When Government Shouldn’t Operate as a Business
Amid examples of failed loan guarantees, Providence Journal reporter Bruce Landis interviews Gary Sasse about the 38 Studios deal, in which a videogame company has $75 million in backing from the state of Rhode Island:
If the company doesn’t pay, Sasse pointed out, “The taxpayers of the state would be on the hook.”
“You’re playing with other people’s money,” Sasse said, and argued that it’s too risky a use of tax money.
He also said that the qualities most important to companies are good schools, a trained work force, low taxes and an infrastructure in good condition. Without them, he said, in the long run other economic development tools such as loan guarantees “aren’t going to get you where you want to be.”

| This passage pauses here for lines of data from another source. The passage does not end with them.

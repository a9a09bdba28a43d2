//! Reconciliation cycles: drift correction, stragglers and the background loop.

use anyhow::Result;
use fleet_core::cluster::ClusterDriver;
use fleet_core::state_machine::Condition;
use fleet_core::storage::Repository;
use fleet_core::test_helpers::{agents, app, test_config, TestFleet};
use std::time::Duration;

#[tokio::test]
async fn test_quiet_cycle_reports_nothing() -> Result<()> {
    let fleet = TestFleet::start().await?;
    fleet.orchestrator.create_app(&fleet.term, app("/web", 2)).await?;
    fleet.deliver().await?;

    let report = fleet.reconcile().await?;
    assert_eq!(report.apps_checked, 1);
    assert!(report.is_quiet());
    Ok(())
}

#[tokio::test]
async fn test_launch_timeout_kills_silent_instances() -> Result<()> {
    let fleet = TestFleet::start().await?;
    fleet.cluster.set_auto_run(false);
    let app_id = app("/web", 2).id;
    fleet.orchestrator.create_app(&fleet.term, app("/web", 2)).await?;
    assert_eq!(fleet.in_condition(&app_id, Condition::Staged).await?.len(), 2);

    fleet.advance_secs(299);
    let report = fleet.reconcile().await?;
    assert_eq!(report.instances_killed, 0);

    fleet.advance_secs(1);
    let report = fleet.reconcile().await?;
    assert_eq!(report.instances_killed, 2);
    assert_eq!(fleet.cluster.launches().len(), 4);
    assert_eq!(fleet.in_condition(&app_id, Condition::Staged).await?.len(), 2);
    Ok(())
}

#[tokio::test]
async fn test_unconfirmed_kill_is_resent() -> Result<()> {
    let fleet = TestFleet::start().await?;
    let app_id = app("/web", 1).id;
    fleet.orchestrator.create_app(&fleet.term, app("/web", 1)).await?;
    fleet.deliver().await?;
    let instance = fleet.instances(&app_id).await?.remove(0);

    fleet
        .orchestrator
        .kill_instance(&fleet.term, &instance.id, false)
        .await?;
    // The Killed report goes missing.
    fleet.cluster.drain_reports();
    assert_eq!(fleet.cluster.kills().len(), 1);

    fleet.advance_secs(30);
    fleet.orchestrator.reconcile(&fleet.term).await?;
    assert_eq!(fleet.cluster.kills().len(), 2);

    fleet.deliver().await?;
    assert!(fleet.orchestrator.instance(&instance.id).await.is_err());
    Ok(())
}

#[tokio::test]
async fn test_instances_of_deleted_app_are_killed() -> Result<()> {
    let fleet = TestFleet::start().await?;
    let app_id = app("/web", 1).id;
    fleet.orchestrator.create_app(&fleet.term, app("/web", 1)).await?;
    fleet.deliver().await?;

    // Remove the App behind the orchestrator's back.
    fleet.context.repository.delete_app(&app_id).await?;

    let report = fleet.reconcile().await?;
    assert_eq!(report.apps_checked, 0);
    assert_eq!(report.orphans_killed, 1);
    assert!(fleet.instances(&app_id).await?.is_empty());
    assert_eq!(fleet.cluster.task_count(), 0);
    Ok(())
}

#[tokio::test]
async fn test_agent_outage_defers_launches() -> Result<()> {
    let fleet = TestFleet::start().await?;
    let app_id = app("/web", 2).id;
    for agent in fleet.cluster.agents().await? {
        fleet.cluster.partition(&agent.id);
    }
    fleet.orchestrator.create_app(&fleet.term, app("/web", 2)).await?;
    assert!(fleet.instances(&app_id).await?.is_empty());

    for agent in agents(2) {
        fleet.cluster.heal(&agent.id);
    }
    fleet.reconcile().await?;
    assert_eq!(fleet.in_condition(&app_id, Condition::Running).await?.len(), 2);
    assert!(fleet.orchestrator.deployments().await?.is_empty());
    Ok(())
}

#[tokio::test]
async fn test_background_loop_converges_without_manual_cycles() -> Result<()> {
    let mut config = test_config("node-a");
    config.reconciliation.enabled = true;
    config.reconciliation.interval_ms = 10;
    let fleet = TestFleet::with(agents(2), config).await?;
    let app_id = app("/web", 1).id;
    fleet.cluster.set_reject_launches(true);
    fleet.orchestrator.create_app(&fleet.term, app("/web", 1)).await?;
    fleet.cluster.set_reject_launches(false);

    let converged = tokio::time::timeout(Duration::from_secs(5), async {
        loop {
            if !fleet.orchestrator.instances(&app_id).await?.is_empty() {
                return anyhow::Ok(());
            }
            tokio::time::sleep(Duration::from_millis(10)).await;
        }
    })
    .await;
    assert!(converged.is_ok(), "loop never launched the instance");

    fleet.orchestrator.relinquish().await;
    assert!(fleet.orchestrator.active_term().is_none());
    Ok(())
}
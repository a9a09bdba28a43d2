//! # Orchestration Engine
//!
//! The [`FleetOrchestrator`] owns every mutation of apps, instances and
//! deployments while its process holds leadership.
//!
//! ## Core Components
//!
//! - **core**: wiring, term checks, per-App locking, and the launch, kill and
//!   transition primitives everything else is built from
//! - **apps**: create, update, delete and scale Apps; kill instances; cancel
//!   deployments
//! - **status**: ordered, idempotent intake of task status reports
//! - **health**: health check verdicts and health-driven kills
//! - **deployment**: plan computation and the step executor
//! - **reconciliation**: unreachable timers, drift correction and the
//!   background loop

pub mod apps;
pub mod core;
pub mod deployment;
pub mod health;
pub mod reconciliation;
pub mod status;

pub use self::core::{FleetContext, FleetOrchestrator};
pub use deployment::{DeploymentPlanner, PlanProgress};
pub use reconciliation::{ReconciliationLoop, ReconciliationReport};
pub use status::ReportOutcome;
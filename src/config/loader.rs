//! Configuration Loader
//!
//! Merges built-in defaults, an optional TOML file, and `FLEET__SECTION__KEY`
//! environment variables with the `config` crate, then validates the result.

use config::{Config, Environment, File, FileFormat, Map};
use std::path::{Path, PathBuf};
use tracing::{debug, info};

use super::error::{ConfigResult, ConfigurationError};
use super::FleetConfig;

/// Environment variable naming the config file used by [`ConfigManager::load`].
pub const CONFIG_PATH_ENV: &str = "FLEET_CONFIG_PATH";

#[derive(Debug, Clone)]
pub struct ConfigManager {
    config: FleetConfig,
    environment: String,
    source: Option<PathBuf>,
}

impl ConfigManager {
    /// Load from the file named by `FLEET_CONFIG_PATH`, if set.
    pub fn load() -> ConfigResult<Self> {
        let path = std::env::var(CONFIG_PATH_ENV).ok().map(PathBuf::from);
        Self::load_from_file(path.as_deref())
    }

    pub fn load_from_file(path: Option<&Path>) -> ConfigResult<Self> {
        Self::load_with_env(path, None)
    }

    /// Load with an explicit environment map instead of the process
    /// environment. `None` reads the process environment.
    pub fn load_with_env(
        path: Option<&Path>,
        env: Option<Map<String, String>>,
    ) -> ConfigResult<Self> {
        let mut builder = Config::builder().add_source(Config::try_from(&FleetConfig::default())?);

        if let Some(path) = path {
            if !path.is_file() {
                return Err(ConfigurationError::config_file_not_found(vec![
                    path.to_path_buf()
                ]));
            }
            debug!(path = %path.display(), "Loading configuration file");
            builder = builder.add_source(File::from(path).format(FileFormat::Toml));
        }

        builder = builder.add_source(
            Environment::with_prefix("FLEET")
                .prefix_separator("__")
                .separator("__")
                .try_parsing(true)
                .source(env),
        );

        let config: FleetConfig = builder.build()?.try_deserialize()?;
        Self::from_config_at(config, path.map(Path::to_path_buf))
    }

    /// Wrap an in-memory configuration, validating it.
    pub fn from_config(config: FleetConfig) -> ConfigResult<Self> {
        Self::from_config_at(config, None)
    }

    fn from_config_at(config: FleetConfig, source: Option<PathBuf>) -> ConfigResult<Self> {
        config.validate()?;
        let environment = crate::logging::get_environment();

        info!(
            environment = %environment,
            node_id = %config.leadership.node_id,
            source = ?source,
            "⚙️ CONFIG: Configuration loaded"
        );

        Ok(Self {
            config,
            environment,
            source,
        })
    }

    pub fn config(&self) -> &FleetConfig {
        &self.config
    }

    pub fn into_config(self) -> FleetConfig {
        self.config
    }

    pub fn environment(&self) -> &str {
        &self.environment
    }

    pub fn source(&self) -> Option<&Path> {
        self.source.as_deref()
    }

    /// Effective configuration as JSON, for diagnostics.
    pub fn debug_config(&self) -> serde_json::Value {
        serde_json::to_value(&self.config).unwrap_or(serde_json::Value::Null)
    }
}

The cliché — with which I typically agree — that government should run like a business comes to mind, because when it comes to loan guarantees, we’re moving beyond the phrase’s intent. What government should emulate, in the private sector, is the imperative to provide a better product more efficiently — to pretend that its revenue entails a consensual exchange of money for service that it must justify to the payers.
That is a wholly distinct approach from behaving like a business in the sense of taking financial risks with the hope of making money. Even mitigated risk is inappropriate when the investors (taxpayers, in this case) have no choice but to participate and do not have clear, direct rewards to which they are contractually entitled should things work out well.